Kwango is a province of the Democratic Republic of the Congo. It's one of the 21 provinces created in the 2015 repartitioning.  Kwango, Kwilu, and Mai-Ndombe provinces are the result of the dismemberment of the former Bandundu province.  Kwango was formed from the Kwango district whose town of Kenge was elevated to capital city of the province.
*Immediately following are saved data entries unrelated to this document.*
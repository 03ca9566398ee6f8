//! kh_crypto: Keyhaven cryptographic primitives
//!
//! # Design principles
//! - NO custom crypto; all primitives come from audited Rust crates.
//! - Secret key material is zeroized on drop and never exposed by any
//!   accessor, log line, or serialized form.
//! - Public APIs return opaque handles so callers cannot misuse raw keys.
//!
//! # Module layout
//! - `cipher`:   XChaCha20-Poly1305 reversible encryption for secret fields
//! - `password`: Argon2id one-way hashing for login passwords
//! - `token`:    HMAC-SHA256 stateless bearer tokens
//! - `error`:    unified error type

pub mod cipher;
pub mod error;
pub mod password;
pub mod token;

pub use cipher::Cipher;
pub use error::CryptoError;
pub use password::PasswordHasher;
pub use token::{Claims, TokenKeys};
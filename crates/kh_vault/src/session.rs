//! Session orchestration: sign-up, sign-in, bearer authentication.

use kh_crypto::{PasswordHasher, TokenKeys};
use serde::{Deserialize, Serialize};
use tracing::{info, warn};

use crate::error::VaultError;
use crate::identity::{IdentityService, UserRecord};

#[derive(Debug, Clone, Serialize, Deserialize)]
pub struct SignUp {
    pub name: String,
    pub email: String,
    pub password: String,
}

/// Successful sign-in payload.
#[derive(Debug, Clone, Serialize, Deserialize)]
pub struct Session {
    pub token: String,
}

/// Identity resolved from a verified bearer token.
#[derive(Debug, Clone, PartialEq, Eq)]
pub struct AuthenticatedUser {
    pub id: String,
    pub email: String,
}

#[derive(Clone)]
pub struct SessionService {
    identity: IdentityService,
    hasher: PasswordHasher,
    tokens: TokenKeys,
}

impl SessionService {
    pub fn new(identity: IdentityService, hasher: PasswordHasher, tokens: TokenKeys) -> Self {
        Self {
            identity,
            hasher,
            tokens,
        }
    }

    pub async fn sign_up(&self, sign_up: &SignUp) -> Result<UserRecord, VaultError> {
        self.identity
            .create(&sign_up.name, &sign_up.email, &sign_up.password)
            .await
    }

    /// Unknown email and wrong password fail identically; nothing in the
    /// returned error reveals which.
    pub async fn sign_in(&self, email: &str, raw_password: &str) -> Result<Session, VaultError> {
        let Some(user) = self.identity.find_row_by_email(email).await? else {
            warn!("sign-in rejected");
            return Err(VaultError::Unauthenticated);
        };
        if !self.hasher.verify(raw_password, &user.password_hash)? {
            warn!("sign-in rejected");
            return Err(VaultError::Unauthenticated);
        }
        let token = self.tokens.issue(&user.id, &user.email)?;
        info!(user_id = %user.id, "sign-in ok");
        Ok(Session { token })
    }

    /// Resolve a bearer token to its owning user. Any defect in the token
    /// is Unauthenticated; so is a valid token whose account has since
    /// been erased.
    pub async fn authenticate(&self, token: &str) -> Result<AuthenticatedUser, VaultError> {
        let claims = self
            .tokens
            .verify(token)
            .map_err(|_| VaultError::Unauthenticated)?;
        let Some(user) = self.identity.find_by_id(&claims.sub).await? else {
            return Err(VaultError::Unauthenticated);
        };
        Ok(AuthenticatedUser {
            id: user.id,
            email: user.email,
        })
    }
}
//! One-way hashing for login passwords.
//!
//! Argon2id in the PHC string format: the salt and parameters travel inside
//! the digest, so verification is always re-hash-and-compare. There is no
//! decrypt operation.

use argon2::password_hash::rand_core::OsRng;
use argon2::password_hash::{PasswordHash, PasswordHasher as _, PasswordVerifier as _, SaltString};
use argon2::{Algorithm, Argon2, Params, Version};

use crate::error::CryptoError;

/// Memory cost in KiB: 64 MiB, tuned for interactive sign-in latency.
const MEMORY_COST_KIB: u32 = 64 * 1024;
const LANES: u32 = 1;

/// Default time cost when the deployment does not configure one.
pub const DEFAULT_TIME_COST: u32 = 3;

/// Salted one-way hasher with a fixed, configurable cost factor.
#[derive(Clone)]
pub struct PasswordHasher {
    params: Params,
}

impl PasswordHasher {
    pub fn new(time_cost: u32) -> Result<Self, CryptoError> {
        let params = Params::new(MEMORY_COST_KIB, time_cost, LANES, None)
            .map_err(|e| CryptoError::PasswordHash(e.to_string()))?;
        Ok(Self { params })
    }

    fn argon2(&self) -> Argon2<'_> {
        Argon2::new(Algorithm::Argon2id, Version::V0x13, self.params.clone())
    }

    /// Hash a raw password with a fresh random salt, returning a PHC string.
    pub fn hash(&self, password: &str) -> Result<String, CryptoError> {
        let salt = SaltString::generate(&mut OsRng);
        let digest = self
            .argon2()
            .hash_password(password.as_bytes(), &salt)
            .map_err(|e| CryptoError::PasswordHash(e.to_string()))?;
        Ok(digest.to_string())
    }

    /// Verify a raw password against a stored digest.
    ///
    /// `Ok(false)` means the password does not match; `Err` means the stored
    /// digest itself is unusable.
    pub fn verify(&self, password: &str, digest: &str) -> Result<bool, CryptoError> {
        let parsed =
            PasswordHash::new(digest).map_err(|e| CryptoError::PasswordHash(e.to_string()))?;
        match self.argon2().verify_password(password.as_bytes(), &parsed) {
            Ok(()) => Ok(true),
            Err(argon2::password_hash::Error::Password) => Ok(false),
            Err(e) => Err(CryptoError::PasswordHash(e.to_string())),
        }
    }
}
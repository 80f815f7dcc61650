//! Audio layer — device enumeration, cpal capture, loudness estimation.
//!
//! # Pipeline
//!
//! ```text
//! Instrument → cpal callback → block_rms → OnsetDebouncer → TriggerEvent
//! ```
//!
//! The capture side is behind the [`CaptureBackend`] trait so the detector
//! and calibration loops can be exercised in tests with synthetic blocks.

pub mod capture;
pub mod device;
pub mod history;
pub mod volume;

pub use capture::{BlockFn, CaptureBackend, CpalBackend, StreamError, StreamGuard};
pub use device::{list_input_devices, suggest_instrument_device, InputDeviceInfo};
pub use history::VolumeHistory;
pub use volume::block_rms;
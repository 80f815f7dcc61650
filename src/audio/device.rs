//! Input-device enumeration and instrument auto-suggestion.
//!
//! The front-end prints the device list and offers the first device whose
//! name looks like an instrument cable.  The suggestion is a convenience
//! heuristic only — the detector itself works with whatever device index
//! the config carries.

use cpal::traits::{DeviceTrait, HostTrait};

use super::capture::StreamError;

// ---------------------------------------------------------------------------
// InputDeviceInfo
// ---------------------------------------------------------------------------

/// One entry of the input-device listing.
#[derive(Debug, Clone)]
pub struct InputDeviceInfo {
    /// Position in the host's input-device iterator; pass this as
    /// `DetectorConfig::device`.
    pub index: usize,
    /// Human-readable device name as reported by the backend.
    pub name: String,
    /// Channel count of the device's default input configuration.
    pub max_input_channels: u16,
    /// Sample rate of the device's default input configuration, in Hz.
    pub default_sample_rate: u32,
}

// ---------------------------------------------------------------------------
// Enumeration
// ---------------------------------------------------------------------------

/// List every input device on the default host.
///
/// Devices that fail to report a default input configuration are skipped
/// (logged at debug level) but keep their index so that selection by
/// number remains stable.
pub fn list_input_devices() -> Result<Vec<InputDeviceInfo>, StreamError> {
    let host = cpal::default_host();
    let mut out = Vec::new();

    for (index, device) in host.input_devices()?.enumerate() {
        let name = device.name().unwrap_or_else(|_| "<unknown>".into());
        match device.default_input_config() {
            Ok(cfg) => out.push(InputDeviceInfo {
                index,
                name,
                max_input_channels: cfg.channels(),
                default_sample_rate: cfg.sample_rate().0,
            }),
            Err(e) => {
                log::debug!("skipping input device {index} ({name}): {e}");
            }
        }
    }

    Ok(out)
}

// ---------------------------------------------------------------------------
// Auto-suggestion heuristic
// ---------------------------------------------------------------------------

/// Name fragments that commonly identify an instrument cable or line-in.
pub const INSTRUMENT_KEYWORDS: [&str; 7] = [
    "rocksmith", "usb", "guitar", "line", "real", "tone", "cable",
];

/// Suggest the first device whose name contains an instrument keyword
/// (case-insensitive substring match).  Returns `None` when nothing looks
/// like an instrument input.
pub fn suggest_instrument_device(devices: &[InputDeviceInfo]) -> Option<&InputDeviceInfo> {
    devices.iter().find(|d| {
        let lower = d.name.to_lowercase();
        INSTRUMENT_KEYWORDS.iter().any(|kw| lower.contains(kw))
    })
}

// ---------------------------------------------------------------------------
// Tests
// ---------------------------------------------------------------------------

#[cfg(test)]
mod tests {
    use super::*;

    fn info(index: usize, name: &str) -> InputDeviceInfo {
        InputDeviceInfo {
            index,
            name: name.into(),
            max_input_channels: 2,
            default_sample_rate: 48_000,
        }
    }

    #[test]
    fn suggests_first_keyword_match() {
        let devices = vec![
            info(0, "Built-in Microphone"),
            info(1, "Rocksmith USB Guitar Adapter"),
            info(2, "Line In (Realtek)"),
        ];
        let suggested = suggest_instrument_device(&devices).unwrap();
        assert_eq!(suggested.index, 1);
    }

    #[test]
    fn match_is_case_insensitive() {
        let devices = vec![info(0, "VIRTUAL CABLE OUTPUT")];
        assert!(suggest_instrument_device(&devices).is_some());
    }

    #[test]
    fn no_match_returns_none() {
        let devices = vec![info(0, "Built-in Microphone"), info(1, "Webcam Audio")];
        assert!(suggest_instrument_device(&devices).is_none());
    }

    #[test]
    fn empty_list_returns_none() {
        assert!(suggest_instrument_device(&[]).is_none());
    }
}
//! Pointer-click simulation backed by the `enigo` crate.
//!
//! [`ClickAction`] is the narrow interface the dispatcher needs; the
//! production implementation [`MouseClicker`] presses the left mouse
//! button in whatever window currently has focus.

use enigo::{Button, Direction, Enigo, Mouse, Settings};
use thiserror::Error;

// ---------------------------------------------------------------------------
// ActionError
// ---------------------------------------------------------------------------

/// Errors raised while performing the click action.
///
/// Contained entirely within the dispatcher — an `ActionError` is logged
/// and reported but never reaches the capture loop.
#[derive(Debug, Error)]
pub enum ActionError {
    /// The enigo backend could not be initialised.
    #[error("cannot initialise input simulation: {0}")]
    Init(String),

    /// The click event could not be delivered.
    #[error("cannot simulate mouse click: {0}")]
    Simulation(String),
}

// ---------------------------------------------------------------------------
// ClickAction
// ---------------------------------------------------------------------------

/// The action fired for each qualifying onset.
pub trait ClickAction: Send + Sync {
    /// Perform one click.  May block; the dispatcher runs it off the
    /// audio callback thread.
    fn click(&self) -> Result<(), ActionError>;
}

// ---------------------------------------------------------------------------
// MouseClicker
// ---------------------------------------------------------------------------

/// Left mouse click in the currently focused window.
///
/// A new [`Enigo`] instance is created for each call because `Enigo` is
/// not `Send` and the handle is cheap to construct.
#[derive(Debug, Clone, Default)]
pub struct MouseClicker;

impl MouseClicker {
    pub fn new() -> Self {
        Self
    }
}

impl ClickAction for MouseClicker {
    fn click(&self) -> Result<(), ActionError> {
        let mut enigo =
            Enigo::new(&Settings::default()).map_err(|e| ActionError::Init(e.to_string()))?;

        enigo
            .button(Button::Left, Direction::Click)
            .map_err(|e| ActionError::Simulation(e.to_string()))?;

        Ok(())
    }
}

// ---------------------------------------------------------------------------
// Tests
// ---------------------------------------------------------------------------

#[cfg(test)]
mod tests {
    use super::*;

    /// `ClickAction` implementors cross into spawned tasks.
    #[test]
    fn mouse_clicker_is_send_sync() {
        fn assert_send_sync<T: Send + Sync>() {}
        assert_send_sync::<MouseClicker>();
    }

    #[test]
    fn action_error_messages() {
        let err = ActionError::Simulation("no display".into());
        assert!(err.to_string().contains("no display"));
    }
}
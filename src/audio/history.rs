//! Fixed-capacity sliding window of recent loudness readings.
//!
//! [`VolumeHistory`] keeps the last `capacity` RMS values, oldest evicted
//! first.  The trigger decision does **not** read it — it exists purely as
//! an observable side-channel and headroom for future smoothing, so its
//! FIFO behaviour is pinned down by tests.

// ---------------------------------------------------------------------------
// VolumeHistory
// ---------------------------------------------------------------------------

/// Bounded FIFO of the most recent loudness readings.
///
/// # Example
///
/// ```rust
/// use strum_click::audio::VolumeHistory;
///
/// let mut h = VolumeHistory::new(3);
/// for v in [0.1, 0.2, 0.3, 0.4] {
///     h.push(v);
/// }
/// assert_eq!(h.snapshot(), vec![0.2, 0.3, 0.4]); // 0.1 was evicted
/// ```
#[derive(Debug, Clone)]
pub struct VolumeHistory {
    buf: Vec<f32>,
    capacity: usize,
    /// Index of the next write position (wraps around `capacity`).
    write_pos: usize,
    /// Number of valid readings currently stored (≤ `capacity`).
    len: usize,
}

impl VolumeHistory {
    /// Create a history holding at most `capacity` readings.
    ///
    /// # Panics
    ///
    /// Panics if `capacity == 0`.
    pub fn new(capacity: usize) -> Self {
        assert!(capacity > 0, "VolumeHistory capacity must be > 0");
        Self {
            buf: vec![0.0; capacity],
            capacity,
            write_pos: 0,
            len: 0,
        }
    }

    /// Append one reading, evicting the oldest when full.
    pub fn push(&mut self, volume: f32) {
        self.buf[self.write_pos] = volume;
        self.write_pos = (self.write_pos + 1) % self.capacity;
        if self.len < self.capacity {
            self.len += 1;
        }
    }

    /// Copy of the stored readings in chronological order (oldest first).
    pub fn snapshot(&self) -> Vec<f32> {
        // Before the first wrap valid data starts at 0; once full, the
        // oldest reading sits at `write_pos`.
        let read_pos = if self.len < self.capacity {
            0
        } else {
            self.write_pos
        };

        (0..self.len)
            .map(|i| self.buf[(read_pos + i) % self.capacity])
            .collect()
    }

    /// Most recent reading, if any.
    pub fn latest(&self) -> Option<f32> {
        if self.len == 0 {
            return None;
        }
        let idx = (self.write_pos + self.capacity - 1) % self.capacity;
        Some(self.buf[idx])
    }

    /// Discard all readings.
    pub fn clear(&mut self) {
        self.write_pos = 0;
        self.len = 0;
    }

    /// Number of readings currently stored.
    pub fn len(&self) -> usize {
        self.len
    }

    /// Returns `true` when no readings are stored.
    pub fn is_empty(&self) -> bool {
        self.len == 0
    }

    /// Maximum number of readings the window can hold.
    pub fn capacity(&self) -> usize {
        self.capacity
    }
}

// ---------------------------------------------------------------------------
// Tests
// ---------------------------------------------------------------------------
//! Block loudness estimation.
//!
//! [`block_rms`] reduces one callback block to a single scalar: the
//! root-mean-square of the first channel.  The channel choice is
//! deterministic — on a multi-channel device the left/first channel is
//! what an instrument cable feeds — and documented rather than configurable.

// ---------------------------------------------------------------------------
// block_rms
// ---------------------------------------------------------------------------

/// RMS loudness of one interleaved audio block.
///
/// Selects the first channel of `samples` (stride `channels`) and returns
/// `sqrt(mean(x_i^2))`.  A zero-length block — a degenerate backend
/// condition — returns `0.0` exactly.  The result is never negative and is
/// not clamped above: samples outside the normalized `[-1.0, 1.0]` range
/// can push it past `1.0`, which is left visible rather than hidden.
///
/// # Example
///
/// ```rust
/// use strum_click::audio::block_rms;
///
/// assert_eq!(block_rms(&[0.0; 1024], 1), 0.0);
/// let v = block_rms(&[0.5; 1024], 1);
/// assert!((v - 0.5).abs() < 1e-6);
/// ```
pub fn block_rms(samples: &[f32], channels: u16) -> f32 {
    let stride = channels.max(1) as usize;
    let mut sum_sq = 0.0_f64;
    let mut count = 0_usize;

    for &s in samples.iter().step_by(stride) {
        sum_sq += f64::from(s) * f64::from(s);
        count += 1;
    }

    if count == 0 {
        return 0.0;
    }
    (sum_sq / count as f64).sqrt() as f32
}

// ---------------------------------------------------------------------------
// Tests
// ---------------------------------------------------------------------------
The province takes its name from the Kwango River, a tributary of the Kasai River that defines part of the international boundary between the DRC and Angola.

Towns/territories

The capital of Kwango district is Kenge.
Other towns include Popokabaka, Feshi, Kasongo Lunda, Lusanga and Kahemba.
The province is in the southwest of the DRC, bordering Angola to the south.
Territories are:
 Feshi
 Kahemba
 Kasongo Lunda
 Kenge
 Popokabaka

History 

Kwango previously existed as a province from 1962 to 1966.
Presidents (from 1965, governors)
23 September 1962 – 11 November 1962 Albert Delvaux (fl. 1918)
 November 1962 Emmanuel Mayamba
 1962 – April 1963 Alphonse Pashi
 August 1963 – April 1964 Pierre Masikita (1st time)
 April 1964 – 30 September 1964 Belunda Kavunzu
 30 September 1964 –24 August 1965 Joseph Kulumba
 24 August 1965 – 25 April 1966 Pierre Masikita (2nd time)

From 1966 to 2015, Kwango was administered as a district as part of Bandundu Province. Kwango returned to full provincial status with its capital of Kenge on 18 July 2015.